▸ **DIRECTIONS FOR THIS TASK**: Copy the lines below exactly. Start at the first and finish with the line containing "Explicit column list".

▸ **SUPPLIED MATERIAL**:
:::
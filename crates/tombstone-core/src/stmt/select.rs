/// The projection of a SELECT statement.
#[derive(Debug, Clone, PartialEq)]
pub struct Select {
    pub returning: Returning,
}

#[derive(Debug, Clone, PartialEq)]
pub enum Returning {
    /// Every column of the table, in declaration order
    Star,

    /// Explicit column list
    Columns(Vec<String>),

    /// `COUNT(*)`
    Count,
}

impl Select {
    pub fn star() -> Select {
        Select {
            returning: Returning::Star,
        }
    }

    pub fn columns(columns: impl IntoIterator<Item = impl Into<String>>) -> Select {
        Select {
            returning: Returning::Columns(columns.into_iter().map(Into::into).collect()),
        }
    }

    pub fn count() -> Select {
        Select {
            returning: Returning::Count,
        }
    }
}
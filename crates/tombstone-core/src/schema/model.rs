use super::{Field, ModelBuilder};
use crate::stmt::StatementModifier;

use std::{fmt, sync::Arc};

#[derive(Debug, Clone)]
pub struct Model {
    /// Uniquely identifies the model within the schema
    pub id: ModelId,

    /// Name of the model
    pub name: String,

    /// Table the model is stored in
    pub table: String,

    /// Fields contained by the model
    pub fields: Vec<Field>,

    /// Indices into `fields` of the primary key fields
    pub primary_key: Vec<usize>,

    /// Modifiers run before every query against the model
    pub query_clauses: Vec<Arc<dyn StatementModifier>>,

    /// Modifiers run before every update against the model
    pub update_clauses: Vec<Arc<dyn StatementModifier>>,

    /// Modifiers run before every delete against the model
    pub delete_clauses: Vec<Arc<dyn StatementModifier>>,
}

#[derive(Copy, Clone, Default, Eq, PartialEq, Hash)]
pub struct ModelId(pub usize);

impl Model {
    pub fn builder(name: impl Into<String>) -> ModelBuilder {
        ModelBuilder::new(name)
    }

    pub fn field(&self, name: &str) -> Option<&Field> {
        self.fields.iter().find(|field| field.name == name)
    }

    pub fn field_by_column(&self, column: &str) -> Option<&Field> {
        self.fields
            .iter()
            .find(|field| field.column_name() == column)
    }

    pub fn primary_key_fields(&self) -> impl ExactSizeIterator<Item = &Field> + '_ {
        self.primary_key.iter().map(|index| &self.fields[*index])
    }

    pub fn primary_key_columns(&self) -> Vec<&str> {
        self.primary_key_fields().map(Field::column_name).collect()
    }

    pub fn columns(&self) -> impl Iterator<Item = &str> + '_ {
        self.fields.iter().map(Field::column_name)
    }

    /// Returns a copy of the model stored in `prefix` + its table name.
    pub fn with_table_prefix(&self, prefix: &str) -> Model {
        let mut model = self.clone();
        model.table = format!("{prefix}{}", self.table);
        model
    }
}

impl fmt::Debug for ModelId {
    fn fmt(&self, fmt: &mut fmt::Formatter<'_>) -> fmt::Result {
        write!(fmt, "ModelId({})", self.0)
    }
}
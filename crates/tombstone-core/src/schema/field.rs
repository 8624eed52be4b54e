use super::FieldHooks;
use crate::stmt::{Type, Value};

use std::sync::Arc;

#[derive(Debug, Clone)]
pub struct Field {
    /// The field name
    pub name: String,

    /// Column the field is stored in, when it differs from the field name
    pub column: Option<String>,

    /// Column type
    pub ty: Type,

    /// True if the field is part of the primary key
    pub primary_key: bool,

    /// True if the column accepts null
    pub nullable: bool,

    /// Declared default
    pub default: DefaultValue,

    /// Statement hooks contributed by the field's type
    pub hooks: Option<Arc<dyn FieldHooks>>,
}

/// The default a field declares for its column.
#[derive(Debug, Clone, Default, PartialEq)]
pub enum DefaultValue {
    /// No default declared
    #[default]
    None,

    /// The column defaults to null
    Null,

    /// The column defaults to a constant
    Value(Value),
}

impl Field {
    pub fn new(name: impl Into<String>, ty: Type) -> Field {
        Field {
            name: name.into(),
            column: None,
            ty,
            primary_key: false,
            nullable: false,
            default: DefaultValue::None,
            hooks: None,
        }
    }

    /// Stores the field in a column with a different name.
    pub fn column(mut self, column: impl Into<String>) -> Field {
        self.column = Some(column.into());
        self
    }

    pub fn primary_key(mut self) -> Field {
        self.primary_key = true;
        self
    }

    pub fn nullable(mut self) -> Field {
        self.nullable = true;
        self
    }

    /// Declares null as the column default. Implies `nullable`.
    pub fn default_null(mut self) -> Field {
        self.nullable = true;
        self.default = DefaultValue::Null;
        self
    }

    pub fn default_value(mut self, value: impl Into<Value>) -> Field {
        self.default = DefaultValue::Value(value.into());
        self
    }

    pub fn hooks(mut self, hooks: impl FieldHooks + 'static) -> Field {
        self.hooks = Some(Arc::new(hooks));
        self
    }

    /// Gets the column name.
    pub fn column_name(&self) -> &str {
        self.column.as_deref().unwrap_or(&self.name)
    }

    /// Returns `true` if the declared default is null.
    pub fn defaults_to_null(&self) -> bool {
        matches!(self.default, DefaultValue::Null)
    }
}
use super::{Formatter, Params};

macro_rules! fmt {
    ($f:expr, $( $fragments:expr )*) => {{
        $(
            $fragments.to_sql($f);
        )*
    }};
}

pub(super) trait ToSql {
    fn to_sql<T: Params>(self, f: &mut Formatter<'_, T>);
}

impl ToSql for &str {
    fn to_sql<T: Params>(self, f: &mut Formatter<'_, T>) {
        f.dst.push_str(self);
    }
}

impl ToSql for &String {
    fn to_sql<T: Params>(self, f: &mut Formatter<'_, T>) {
        f.dst.push_str(self);
    }
}

impl ToSql for u64 {
    fn to_sql<T: Params>(self, f: &mut Formatter<'_, T>) {
        use std::fmt::Write;

        write!(f.dst, "{self}").unwrap();
    }
}
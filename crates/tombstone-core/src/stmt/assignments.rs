use super::{Clause, ClauseName, Expr, Statement};

use indexmap::IndexMap;

/// The SET clause of an UPDATE statement.
#[derive(Clone, Debug, Default, PartialEq)]
pub struct Assignments {
    /// Map from column name to the assignment for that column, in the order
    /// the assignments were made.
    assignments: IndexMap<String, Assignment>,
}

#[derive(Debug, Clone, PartialEq)]
pub struct Assignment {
    /// Expression use for assignment
    pub expr: Expr,
}

impl Statement {
    pub fn assignments(&self) -> Option<&Assignments> {
        match self.clauses.get(&ClauseName::Set) {
            Some(Clause::Set(assignments)) => Some(assignments),
            _ => None,
        }
    }
}

impl Assignments {
    pub fn with_capacity(capacity: usize) -> Self {
        Self {
            assignments: IndexMap::with_capacity(capacity),
        }
    }

    pub fn is_empty(&self) -> bool {
        self.assignments.is_empty()
    }

    pub fn len(&self) -> usize {
        self.assignments.len()
    }

    pub fn contains(&self, column: &str) -> bool {
        self.assignments.contains_key(column)
    }

    pub fn get(&self, column: &str) -> Option<&Assignment> {
        self.assignments.get(column)
    }

    /// Sets `column` to `expr`, replacing any earlier assignment to the same
    /// column but keeping its position.
    pub fn set(&mut self, column: impl Into<String>, expr: impl Into<Expr>) {
        self.assignments.insert(
            column.into(),
            Assignment { expr: expr.into() },
        );
    }

    pub fn unset(&mut self, column: &str) {
        self.assignments.shift_remove(column);
    }

    /// Prepends `other` to these assignments. Assignments already present in
    /// `self` win over the ones in `other`.
    pub fn prepend(&mut self, other: Assignments) {
        let rest = std::mem::replace(&mut self.assignments, other.assignments);
        self.assignments.extend(rest);
    }

    pub fn columns(&self) -> impl Iterator<Item = &str> + '_ {
        self.assignments.keys().map(String::as_str)
    }

    pub fn exprs(&self) -> impl Iterator<Item = &Expr> + '_ {
        self.assignments.values().map(|assignment| &assignment.expr)
    }

    pub fn iter(&self) -> impl Iterator<Item = (&str, &Assignment)> + '_ {
        self.assignments
            .iter()
            .map(|(column, assignment)| (column.as_str(), assignment))
    }
}

impl<'a> IntoIterator for &'a Assignments {
    type Item = (&'a String, &'a Assignment);
    type IntoIter = indexmap::map::Iter<'a, String, Assignment>;

    fn into_iter(self) -> Self::IntoIter {
        self.assignments.iter()
    }
}
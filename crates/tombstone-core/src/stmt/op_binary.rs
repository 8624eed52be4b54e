use std::fmt;

#[derive(Copy, Clone, PartialEq, Eq, Hash)]
pub enum BinaryOp {
    Eq,
    Ne,
    Ge,
    Gt,
    Le,
    Lt,
}

impl BinaryOp {
    pub fn is_eq(self) -> bool {
        matches!(self, Self::Eq)
    }

    pub fn is_ne(self) -> bool {
        matches!(self, Self::Ne)
    }
}

impl fmt::Display for BinaryOp {
    fn fmt(&self, f: &mut fmt::Formatter<'_>) -> fmt::Result {
        f.write_str(match self {
            BinaryOp::Eq => "=",
            BinaryOp::Ne => "<>",
            BinaryOp::Ge => ">=",
            BinaryOp::Gt => ">",
            BinaryOp::Le => "<=",
            BinaryOp::Lt => "<",
        })
    }
}

impl fmt::Debug for BinaryOp {
    fn fmt(&self, f: &mut fmt::Formatter<'_>) -> fmt::Result {
        fmt::Display::fmt(self, f)
    }
}
use super::{Assignments, Filter, Limit, OrderBy, Select, StatementModifier, Values};

use indexmap::IndexMap;
use std::{fmt, sync::Arc};

/// Clauses of a statement being built, keyed by name.
pub type Clauses = IndexMap<ClauseName, Clause>;

/// Identifies a clause within a statement.
///
/// The callback processors list clause names in the order their SQL is
/// emitted; a statement is built by rendering each listed clause it holds.
#[derive(Debug, Clone, PartialEq, Eq, Hash)]
pub enum ClauseName {
    Select,
    Insert,
    Values,
    Update,
    Set,
    Delete,
    From,
    Where,
    OrderBy,
    Limit,

    /// A clause registered by an extension under its own name.
    Named(String),
}

#[derive(Debug, Clone)]
pub enum Clause {
    /// `SELECT <returning>`
    Select(Select),

    /// `INSERT INTO <table>`
    Insert,

    /// `(<columns>) VALUES (...), (...)`
    Values(Values),

    /// `UPDATE <table>`
    Update,

    /// `SET <column> = <expr>, ...`
    Set(Assignments),

    /// `DELETE`
    Delete,

    /// `FROM <table>`
    From,

    /// `WHERE <conditions>`
    Where(Filter),

    /// `ORDER BY ...`
    OrderBy(OrderBy),

    /// `LIMIT ... OFFSET ...`
    Limit(Limit),

    /// Renders nothing. Only its presence in the clause set matters.
    Marker,

    /// A clause contributed by a [`StatementModifier`].
    Custom(Arc<dyn StatementModifier>),
}

impl ClauseName {
    pub fn named(name: impl Into<String>) -> ClauseName {
        ClauseName::Named(name.into())
    }
}

impl fmt::Display for ClauseName {
    fn fmt(&self, f: &mut fmt::Formatter<'_>) -> fmt::Result {
        f.write_str(match self {
            ClauseName::Select => "SELECT",
            ClauseName::Insert => "INSERT",
            ClauseName::Values => "VALUES",
            ClauseName::Update => "UPDATE",
            ClauseName::Set => "SET",
            ClauseName::Delete => "DELETE",
            ClauseName::From => "FROM",
            ClauseName::Where => "WHERE",
            ClauseName::OrderBy => "ORDER BY",
            ClauseName::Limit => "LIMIT",
            ClauseName::Named(name) => name,
        })
    }
}

impl Clause {
    /// Name under which the clause is stored. Markers and custom clauses have
    /// no intrinsic name and must be inserted with an explicit one.
    pub fn name(&self) -> Option<ClauseName> {
        Some(match self {
            Clause::Select(_) => ClauseName::Select,
            Clause::Insert => ClauseName::Insert,
            Clause::Values(_) => ClauseName::Values,
            Clause::Update => ClauseName::Update,
            Clause::Set(_) => ClauseName::Set,
            Clause::Delete => ClauseName::Delete,
            Clause::From => ClauseName::From,
            Clause::Where(_) => ClauseName::Where,
            Clause::OrderBy(_) => ClauseName::OrderBy,
            Clause::Limit(_) => ClauseName::Limit,
            Clause::Marker | Clause::Custom(_) => return None,
        })
    }

    /// Merges `other` into `self`. WHERE conditions and ORDER BY terms
    /// accumulate, every other clause is replaced.
    pub fn merge(&mut self, other: Clause) {
        match (self, other) {
            (Clause::Where(filter), Clause::Where(other)) => filter.add_filter(other),
            (Clause::OrderBy(order_by), Clause::OrderBy(other)) => {
                order_by.exprs.extend(other.exprs)
            }
            (clause, other) => *clause = other,
        }
    }

    pub fn as_where(&self) -> Option<&Filter> {
        match self {
            Clause::Where(filter) => Some(filter),
            _ => None,
        }
    }
}

impl From<Filter> for Clause {
    fn from(value: Filter) -> Self {
        Clause::Where(value)
    }
}

impl From<Assignments> for Clause {
    fn from(value: Assignments) -> Self {
        Clause::Set(value)
    }
}

impl From<Select> for Clause {
    fn from(value: Select) -> Self {
        Clause::Select(value)
    }
}

impl From<Values> for Clause {
    fn from(value: Values) -> Self {
        Clause::Values(value)
    }
}

impl From<OrderBy> for Clause {
    fn from(value: OrderBy) -> Self {
        Clause::OrderBy(value)
    }
}

impl From<Limit> for Clause {
    fn from(value: Limit) -> Self {
        Clause::Limit(value)
    }
}
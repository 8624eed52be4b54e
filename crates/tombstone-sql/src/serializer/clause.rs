use super::{expr::Conditions, Comma, Formatter, Ident, Params, ToSql};

use tombstone_core::stmt::{self, Clause, ClauseName, Returning, Statement};

pub(super) fn write_clauses<P: Params>(
    stmt: &Statement,
    clauses: &[ClauseName],
    f: &mut Formatter<'_, P>,
) {
    let mut first = true;

    for name in clauses {
        let Some(clause) = stmt.clause(name) else {
            continue;
        };

        if let Clause::Where(filter) = clause {
            if filter.is_empty() {
                continue;
            }
        }

        let len = f.dst.len();
        if !first {
            f.dst.push(' ');
        }

        write_clause(stmt, clause, f);

        // Marker clauses and custom clauses may render nothing
        if f.dst.len() == len + usize::from(!first) {
            f.dst.truncate(len);
        } else {
            first = false;
        }
    }
}

fn write_clause<P: Params>(stmt: &Statement, clause: &Clause, f: &mut Formatter<'_, P>) {
    let table = Ident(&stmt.table);

    match clause {
        Clause::Select(select) => match &select.returning {
            Returning::Star => fmt!(f, "SELECT *"),
            Returning::Columns(columns) => {
                let table = f.table;
                fmt!(f, "SELECT " Comma(columns.iter().map(|c| Column(table, c))))
            }
            Returning::Count => fmt!(f, "SELECT COUNT(*)"),
        },
        Clause::Insert => fmt!(f, "INSERT INTO " table),
        Clause::Values(values) => {
            let columns = Comma(values.columns.iter().map(Ident));
            let rows = Comma(values.rows.iter().map(|row| Row(row)));
            fmt!(f, "(" columns ") VALUES " rows)
        }
        Clause::Update => fmt!(f, "UPDATE " table),
        Clause::Set(assignments) => {
            let assignments = Comma(
                assignments
                    .iter()
                    .map(|(column, assignment)| Assignment(column, &assignment.expr)),
            );
            fmt!(f, "SET " assignments)
        }
        Clause::Delete => fmt!(f, "DELETE"),
        Clause::From => fmt!(f, "FROM " table),
        Clause::Where(filter) => fmt!(f, "WHERE " Conditions(&filter.exprs)),
        Clause::OrderBy(order_by) => {
            fmt!(f, "ORDER BY " Comma(&order_by.exprs))
        }
        Clause::Limit(limit) => write_limit(limit, f),
        Clause::Marker => {}
        Clause::Custom(modifier) => modifier.build(stmt, f.dst),
    }
}

fn write_limit<P: Params>(limit: &stmt::Limit, f: &mut Formatter<'_, P>) {
    match (limit.limit, limit.offset) {
        (None, None) => {}
        (Some(limit), None) => fmt!(f, "LIMIT " limit),
        (Some(limit), Some(offset)) => fmt!(f, "LIMIT " limit " OFFSET " offset),
        // SQLite and MySQL only accept OFFSET after a LIMIT
        (None, Some(offset)) if f.serializer.is_sqlite() => fmt!(f, "LIMIT -1 OFFSET " offset),
        (None, Some(offset)) if f.serializer.is_mysql() => {
            fmt!(f, "LIMIT " u64::MAX " OFFSET " offset)
        }
        (None, Some(offset)) => fmt!(f, "OFFSET " offset),
    }
}

/// A column qualified with a table name.
struct Column<'a>(&'a str, &'a str);

impl ToSql for Column<'_> {
    fn to_sql<P: Params>(self, f: &mut Formatter<'_, P>) {
        fmt!(f, Ident(self.0) "." Ident(self.1));
    }
}

/// One row of an INSERT statement.
struct Row<'a>(&'a [stmt::Value]);

impl ToSql for Row<'_> {
    fn to_sql<P: Params>(self, f: &mut Formatter<'_, P>) {
        fmt!(f, "(" Comma(self.0) ")");
    }
}

/// `<column> = <expr>` inside SET.
struct Assignment<'a>(&'a str, &'a stmt::Expr);

impl ToSql for Assignment<'_> {
    fn to_sql<P: Params>(self, f: &mut Formatter<'_, P>) {
        fmt!(f, Ident(self.0) " = " self.1);
    }
}

impl ToSql for &stmt::OrderByExpr {
    fn to_sql<P: Params>(self, f: &mut Formatter<'_, P>) {
        fmt!(f, &self.expr);

        match self.order {
            Some(stmt::Direction::Asc) => fmt!(f, " ASC"),
            Some(stmt::Direction::Desc) => fmt!(f, " DESC"),
            None => {}
        }
    }
}
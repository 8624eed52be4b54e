use crate::{err, stmt::Value, Result};

#[derive(Debug, Clone, PartialEq)]
pub struct Response {
    pub rows: Rows,
}

#[derive(Debug, Clone, PartialEq)]
pub enum Rows {
    /// Number of rows impacted by the operation
    Count(u64),

    /// Returned rows, each holding one value per selected column
    Values(Vec<Vec<Value>>),
}

impl Response {
    pub fn count(count: u64) -> Self {
        Self {
            rows: Rows::Count(count),
        }
    }

    pub fn values(rows: Vec<Vec<Value>>) -> Self {
        Self {
            rows: Rows::Values(rows),
        }
    }
}

impl Rows {
    pub fn is_count(&self) -> bool {
        matches!(self, Self::Count(_))
    }

    pub fn is_values(&self) -> bool {
        matches!(self, Self::Values(_))
    }

    pub fn into_count(self) -> Result<u64> {
        match self {
            Rows::Count(count) => Ok(count),
            Rows::Values(_) => Err(err!("expected a row count, got rows")),
        }
    }

    pub fn into_values(self) -> Result<Vec<Vec<Value>>> {
        match self {
            Rows::Values(rows) => Ok(rows),
            Rows::Count(_) => Err(err!("expected rows, got a row count")),
        }
    }
}
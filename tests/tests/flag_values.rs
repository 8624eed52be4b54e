use pretty_assertions::assert_eq;
use tests::{models, Test};
use tombstone::{
    driver::Operation,
    record,
    stmt::{Type, Value},
};
use tombstone_soft_delete::Flag;

#[tokio::test]
async fn stored_flags_decode() {
    let t = Test::new([models::item()]).await;
    let items = || t.db.model("Item").unwrap();

    items().create(record! { "id" => 1 }).await.unwrap();
    items()
        .create(record! { "id" => 2, "deleted_at" => Flag::Deleted })
        .await
        .unwrap();

    let rows = items()
        .unscoped()
        .order_by("id", tombstone::stmt::Direction::Asc)
        .all()
        .await
        .unwrap();

    let flags = rows
        .into_iter()
        .map(|row| Flag::try_from(row.value("deleted_at")))
        .collect::<Result<Vec<_>, _>>()
        .unwrap();
    assert_eq!(flags, [Flag::Active, Flag::Deleted]);

    // Created already deleted, so hidden by default
    assert_eq!(items().count().await.unwrap(), 1);
}

#[tokio::test]
async fn non_boolean_values_fail_to_decode() {
    let t = Test::new([models::item()]).await;
    t.db.model("Item")
        .unwrap()
        .create(record! { "id" => 1, "name" => "one" })
        .await
        .unwrap();

    // Read the flag column back without a type hint
    let response = t
        .db
        .exec(Operation::query(
            r#"SELECT "deleted_at", "name" FROM "items""#,
            vec![],
            vec![],
        ))
        .await
        .unwrap();
    let row = response.rows.into_values().unwrap().remove(0);

    let err = Flag::try_from(row[0].clone()).unwrap_err();
    assert!(err.is_type_conversion());
    assert_eq!(err.to_string(), "cannot convert I64 to Flag");

    assert!(Flag::try_from(row[1].clone()).is_err());

    // Typed reads decode to booleans
    let response = t
        .db
        .exec(Operation::query(
            r#"SELECT "deleted_at" FROM "items""#,
            vec![],
            vec![Type::Bool],
        ))
        .await
        .unwrap();
    let row = response.rows.into_values().unwrap().remove(0);
    assert_eq!(row, [Value::Bool(false)]);
    assert_eq!(Flag::try_from(row[0].clone()).unwrap(), Flag::Active);

}
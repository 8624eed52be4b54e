use std::{
    borrow::Cow,
    sync::{Arc, Mutex},
};
use tombstone_core::{
    async_trait,
    driver::{Connection, Driver, Operation, Response},
    Result,
};

#[derive(Debug)]
pub struct LoggingDriver {
    inner: Box<dyn Driver>,

    /// Log of all operations executed through this driver
    ops_log: Arc<Mutex<Vec<DriverOp>>>,
}

impl LoggingDriver {
    pub fn new(driver: impl Driver) -> Self {
        Self {
            inner: Box::new(driver),
            ops_log: Arc::new(Mutex::new(Vec::new())),
        }
    }

    /// Get a handle to access the operations log
    pub fn ops_log_handle(&self) -> Arc<Mutex<Vec<DriverOp>>> {
        self.ops_log.clone()
    }
}

#[async_trait]
impl Driver for LoggingDriver {
    fn url(&self) -> Cow<'_, str> {
        self.inner.url()
    }

    async fn connect(&self) -> Result<Box<dyn Connection>> {
        Ok(Box::new(LoggingConnection {
            inner: self.inner.connect().await?,
            ops_log: self.ops_log_handle(),
        }))
    }
}

#[derive(Debug, Clone)]
pub struct DriverOp {
    pub operation: Operation,
    pub response: Response,
}

/// A connection wrapper that logs every successful operation
#[derive(Debug)]
pub struct LoggingConnection {
    /// The underlying connection that actually executes operations
    inner: Box<dyn Connection>,

    ops_log: Arc<Mutex<Vec<DriverOp>>>,
}

#[async_trait]
impl Connection for LoggingConnection {
    async fn exec(&mut self, operation: Operation) -> Result<Response> {
        let operation_clone = operation.clone();

        let response = self.inner.exec(operation).await?;

        self.ops_log
            .lock()
            .expect("Failed to acquire ops log lock")
            .push(DriverOp {
                operation: operation_clone,
                response: response.clone(),
            });

        Ok(response)
    }
}
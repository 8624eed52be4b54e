use tombstone_core::{
    stmt::{Expr, Value},
    Error, Result,
};

/// State of a soft-delete flag column.
///
/// Stored as a plain boolean: `false` for active rows, `true` for deleted
/// rows.
#[derive(Debug, Default, Clone, Copy, PartialEq, Eq, Hash)]
pub enum Flag {
    /// The row is visible to default-scoped statements.
    #[default]
    Active,

    /// The row has been soft deleted.
    Deleted,
}

impl Flag {
    pub fn is_deleted(self) -> bool {
        matches!(self, Flag::Deleted)
    }

    pub fn as_bool(self) -> bool {
        self.is_deleted()
    }
}

impl From<bool> for Flag {
    fn from(value: bool) -> Self {
        if value {
            Flag::Deleted
        } else {
            Flag::Active
        }
    }
}

impl From<Flag> for bool {
    fn from(value: Flag) -> Self {
        value.as_bool()
    }
}

impl From<Flag> for Value {
    fn from(value: Flag) -> Self {
        Value::Bool(value.as_bool())
    }
}

impl From<Flag> for Expr {
    fn from(value: Flag) -> Self {
        Expr::Value(value.into())
    }
}

impl TryFrom<Value> for Flag {
    type Error = Error;

    fn try_from(value: Value) -> Result<Self> {
        match value {
            Value::Bool(value) => Ok(value.into()),
            value => Err(Error::type_conversion(value, "Flag")),
        }
    }
}
use super::Error;

/// Error when a statement is invalid.
///
/// This occurs when a statement references a model that was never registered
/// or a column the model does not declare.
#[derive(Debug)]
pub(super) struct InvalidStatement {
    pub(super) message: Box<str>,
}

impl std::error::Error for InvalidStatement {}

impl core::fmt::Display for InvalidStatement {
    fn fmt(&self, f: &mut core::fmt::Formatter) -> core::fmt::Result {
        write!(f, "invalid statement: {}", self.message)
    }
}

impl Error {
    /// Creates an invalid statement error.
    pub fn invalid_statement(message: impl Into<String>) -> Error {
        Error::from(super::ErrorKind::InvalidStatement(InvalidStatement {
            message: message.into().into(),
        }))
    }

    /// Returns `true` if this error is an invalid statement error.
    pub fn is_invalid_statement(&self) -> bool {
        matches!(self.kind(), super::ErrorKind::InvalidStatement(_))
    }
}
:::
▸ **SOLUTION TO THIS EXERCISE**:
filename crates/tombstone-core/src/stmt/select.rs
/// The projection of a SELECT statement.
#[derive(Debug, Clone, PartialEq)]
pub struct Select {
    pub returning: Returning,
}

#[derive(Debug, Clone, PartialEq)]
pub enum Returning {
    /// Every column of the table, in declaration order
    Star,

    /// Explicit column list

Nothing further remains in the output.